:: WHAT IS BEING ASKED ::
Using the data that follows, return exactly the lines from the one that contains "let record = state.registry.lookup(&short_code).await?;" through the one that contains "pub mod config;", ends included.

:: INPUT ::
__________________________________________________
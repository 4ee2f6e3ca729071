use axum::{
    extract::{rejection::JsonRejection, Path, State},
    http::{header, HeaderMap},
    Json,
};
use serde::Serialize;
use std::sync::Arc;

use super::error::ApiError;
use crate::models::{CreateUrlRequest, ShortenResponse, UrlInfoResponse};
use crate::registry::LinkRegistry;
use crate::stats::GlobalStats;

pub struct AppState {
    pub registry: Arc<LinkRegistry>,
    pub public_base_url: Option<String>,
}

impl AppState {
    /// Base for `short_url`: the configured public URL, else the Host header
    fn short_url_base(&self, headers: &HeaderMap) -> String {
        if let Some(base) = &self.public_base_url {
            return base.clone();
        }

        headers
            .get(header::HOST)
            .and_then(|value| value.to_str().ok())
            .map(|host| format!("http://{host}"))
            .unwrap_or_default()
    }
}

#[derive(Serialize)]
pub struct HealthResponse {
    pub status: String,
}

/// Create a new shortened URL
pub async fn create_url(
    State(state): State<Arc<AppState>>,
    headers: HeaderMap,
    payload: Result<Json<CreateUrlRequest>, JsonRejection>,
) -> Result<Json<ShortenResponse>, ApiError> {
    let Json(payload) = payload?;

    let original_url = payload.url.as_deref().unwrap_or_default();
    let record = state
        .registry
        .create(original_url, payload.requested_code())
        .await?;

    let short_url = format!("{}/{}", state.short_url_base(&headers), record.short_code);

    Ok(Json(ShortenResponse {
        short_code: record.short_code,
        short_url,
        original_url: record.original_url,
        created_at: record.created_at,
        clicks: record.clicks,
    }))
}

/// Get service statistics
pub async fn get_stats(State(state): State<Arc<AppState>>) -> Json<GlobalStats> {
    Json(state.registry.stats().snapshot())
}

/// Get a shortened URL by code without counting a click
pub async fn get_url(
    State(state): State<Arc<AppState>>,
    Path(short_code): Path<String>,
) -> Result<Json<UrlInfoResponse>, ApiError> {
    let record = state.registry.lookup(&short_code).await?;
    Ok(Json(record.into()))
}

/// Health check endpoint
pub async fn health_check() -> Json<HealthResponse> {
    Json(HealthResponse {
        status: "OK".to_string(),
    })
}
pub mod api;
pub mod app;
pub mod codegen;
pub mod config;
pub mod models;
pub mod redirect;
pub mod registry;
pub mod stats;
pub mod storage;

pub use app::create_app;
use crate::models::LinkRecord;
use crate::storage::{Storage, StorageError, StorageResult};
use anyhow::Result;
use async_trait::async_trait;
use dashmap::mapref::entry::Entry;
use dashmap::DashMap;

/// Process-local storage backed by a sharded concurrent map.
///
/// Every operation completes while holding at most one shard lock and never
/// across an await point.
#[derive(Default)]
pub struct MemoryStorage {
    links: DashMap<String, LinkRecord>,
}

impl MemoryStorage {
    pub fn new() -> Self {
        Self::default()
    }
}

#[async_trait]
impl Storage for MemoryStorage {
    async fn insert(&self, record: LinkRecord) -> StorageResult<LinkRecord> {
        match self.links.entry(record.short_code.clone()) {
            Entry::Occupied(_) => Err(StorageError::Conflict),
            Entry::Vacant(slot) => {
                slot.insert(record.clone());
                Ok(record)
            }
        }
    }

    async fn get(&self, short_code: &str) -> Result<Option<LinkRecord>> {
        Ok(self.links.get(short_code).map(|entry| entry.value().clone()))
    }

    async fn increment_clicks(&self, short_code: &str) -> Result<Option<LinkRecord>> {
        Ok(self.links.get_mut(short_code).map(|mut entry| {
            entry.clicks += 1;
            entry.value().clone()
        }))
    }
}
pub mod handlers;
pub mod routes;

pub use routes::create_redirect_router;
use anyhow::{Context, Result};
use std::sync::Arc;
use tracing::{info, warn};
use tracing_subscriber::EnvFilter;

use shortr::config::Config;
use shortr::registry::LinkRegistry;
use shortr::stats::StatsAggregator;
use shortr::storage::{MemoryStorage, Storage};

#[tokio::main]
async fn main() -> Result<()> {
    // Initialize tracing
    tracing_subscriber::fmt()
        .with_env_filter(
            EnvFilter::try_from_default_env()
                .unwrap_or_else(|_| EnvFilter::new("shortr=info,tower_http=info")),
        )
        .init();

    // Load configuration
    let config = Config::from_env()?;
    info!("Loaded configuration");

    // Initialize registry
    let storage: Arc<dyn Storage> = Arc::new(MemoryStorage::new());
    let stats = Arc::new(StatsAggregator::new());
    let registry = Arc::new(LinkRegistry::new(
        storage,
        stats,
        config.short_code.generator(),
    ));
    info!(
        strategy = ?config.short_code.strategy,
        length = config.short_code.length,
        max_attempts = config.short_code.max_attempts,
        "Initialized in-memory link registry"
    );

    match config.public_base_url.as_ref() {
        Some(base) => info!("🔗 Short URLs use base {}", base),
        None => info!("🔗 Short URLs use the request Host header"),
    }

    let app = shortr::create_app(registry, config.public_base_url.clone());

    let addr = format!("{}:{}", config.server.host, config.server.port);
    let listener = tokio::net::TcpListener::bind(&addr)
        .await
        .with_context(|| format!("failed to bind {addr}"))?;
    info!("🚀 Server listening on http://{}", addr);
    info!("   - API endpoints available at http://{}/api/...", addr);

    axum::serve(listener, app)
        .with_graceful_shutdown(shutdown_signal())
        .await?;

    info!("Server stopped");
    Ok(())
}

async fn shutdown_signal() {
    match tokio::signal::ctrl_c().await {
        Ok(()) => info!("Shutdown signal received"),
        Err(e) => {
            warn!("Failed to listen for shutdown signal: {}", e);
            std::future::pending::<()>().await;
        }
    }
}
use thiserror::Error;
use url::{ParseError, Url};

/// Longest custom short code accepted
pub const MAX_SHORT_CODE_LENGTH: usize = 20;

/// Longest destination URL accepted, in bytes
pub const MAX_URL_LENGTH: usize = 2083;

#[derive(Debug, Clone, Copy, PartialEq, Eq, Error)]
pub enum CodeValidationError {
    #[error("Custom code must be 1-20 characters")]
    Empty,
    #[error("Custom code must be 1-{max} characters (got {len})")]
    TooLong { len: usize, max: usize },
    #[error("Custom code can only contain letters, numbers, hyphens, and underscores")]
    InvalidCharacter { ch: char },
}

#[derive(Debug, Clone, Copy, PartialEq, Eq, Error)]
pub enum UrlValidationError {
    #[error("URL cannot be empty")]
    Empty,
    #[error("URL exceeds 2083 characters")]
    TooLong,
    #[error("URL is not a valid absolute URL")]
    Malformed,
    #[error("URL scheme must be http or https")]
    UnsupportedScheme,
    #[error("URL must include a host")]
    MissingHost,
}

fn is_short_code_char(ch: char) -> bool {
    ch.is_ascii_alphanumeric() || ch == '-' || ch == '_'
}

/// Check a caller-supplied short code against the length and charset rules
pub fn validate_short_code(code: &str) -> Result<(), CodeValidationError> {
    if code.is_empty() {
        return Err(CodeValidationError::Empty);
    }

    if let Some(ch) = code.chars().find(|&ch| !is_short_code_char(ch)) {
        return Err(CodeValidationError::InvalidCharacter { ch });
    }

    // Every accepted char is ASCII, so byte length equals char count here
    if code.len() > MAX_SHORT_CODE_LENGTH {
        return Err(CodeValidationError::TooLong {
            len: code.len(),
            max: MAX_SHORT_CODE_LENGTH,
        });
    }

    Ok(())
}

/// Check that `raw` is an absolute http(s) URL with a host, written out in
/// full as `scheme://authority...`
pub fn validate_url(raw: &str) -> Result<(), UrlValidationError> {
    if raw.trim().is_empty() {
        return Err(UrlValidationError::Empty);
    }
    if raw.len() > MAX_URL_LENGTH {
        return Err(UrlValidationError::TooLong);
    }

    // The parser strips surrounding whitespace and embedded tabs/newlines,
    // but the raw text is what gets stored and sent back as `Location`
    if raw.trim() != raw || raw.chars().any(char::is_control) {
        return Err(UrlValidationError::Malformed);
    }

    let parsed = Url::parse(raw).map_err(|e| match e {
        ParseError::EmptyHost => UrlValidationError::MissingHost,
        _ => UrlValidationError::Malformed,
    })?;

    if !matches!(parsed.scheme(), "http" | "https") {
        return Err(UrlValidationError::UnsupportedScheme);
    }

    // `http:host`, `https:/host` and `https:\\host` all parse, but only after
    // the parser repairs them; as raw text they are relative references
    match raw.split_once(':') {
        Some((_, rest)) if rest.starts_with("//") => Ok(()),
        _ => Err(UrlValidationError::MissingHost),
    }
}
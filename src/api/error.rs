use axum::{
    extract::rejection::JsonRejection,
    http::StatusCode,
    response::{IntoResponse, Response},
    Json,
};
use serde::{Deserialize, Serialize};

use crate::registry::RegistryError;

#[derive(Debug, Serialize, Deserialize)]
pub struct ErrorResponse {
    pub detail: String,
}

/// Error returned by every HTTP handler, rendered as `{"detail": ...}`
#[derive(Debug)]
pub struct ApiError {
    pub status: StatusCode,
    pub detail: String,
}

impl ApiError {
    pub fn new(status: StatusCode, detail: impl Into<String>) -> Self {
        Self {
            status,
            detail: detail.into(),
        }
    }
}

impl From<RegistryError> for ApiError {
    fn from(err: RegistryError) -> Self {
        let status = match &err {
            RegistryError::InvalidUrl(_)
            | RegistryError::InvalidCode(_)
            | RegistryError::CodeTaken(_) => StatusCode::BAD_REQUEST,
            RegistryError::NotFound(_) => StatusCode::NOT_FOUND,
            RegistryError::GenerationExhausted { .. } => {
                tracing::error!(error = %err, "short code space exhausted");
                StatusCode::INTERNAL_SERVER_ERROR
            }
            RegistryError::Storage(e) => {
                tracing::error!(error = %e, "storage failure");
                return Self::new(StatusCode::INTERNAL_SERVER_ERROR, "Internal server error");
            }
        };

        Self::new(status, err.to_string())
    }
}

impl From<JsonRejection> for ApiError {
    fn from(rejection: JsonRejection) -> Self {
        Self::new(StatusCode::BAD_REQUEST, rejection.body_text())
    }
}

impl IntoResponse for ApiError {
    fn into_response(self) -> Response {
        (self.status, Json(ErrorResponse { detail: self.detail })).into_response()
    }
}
__________________________________________________
:: EXERCISE RESPONSE ::
    let record = state.registry.lookup(&short_code).await?;
    Ok(Json(record.into()))
}

/// Health check endpoint
pub async fn health_check() -> Json<HealthResponse> {
    Json(HealthResponse {
        status: "OK".to_string(),
    })
}
pub mod api;
pub mod app;
pub mod codegen;
pub mod config;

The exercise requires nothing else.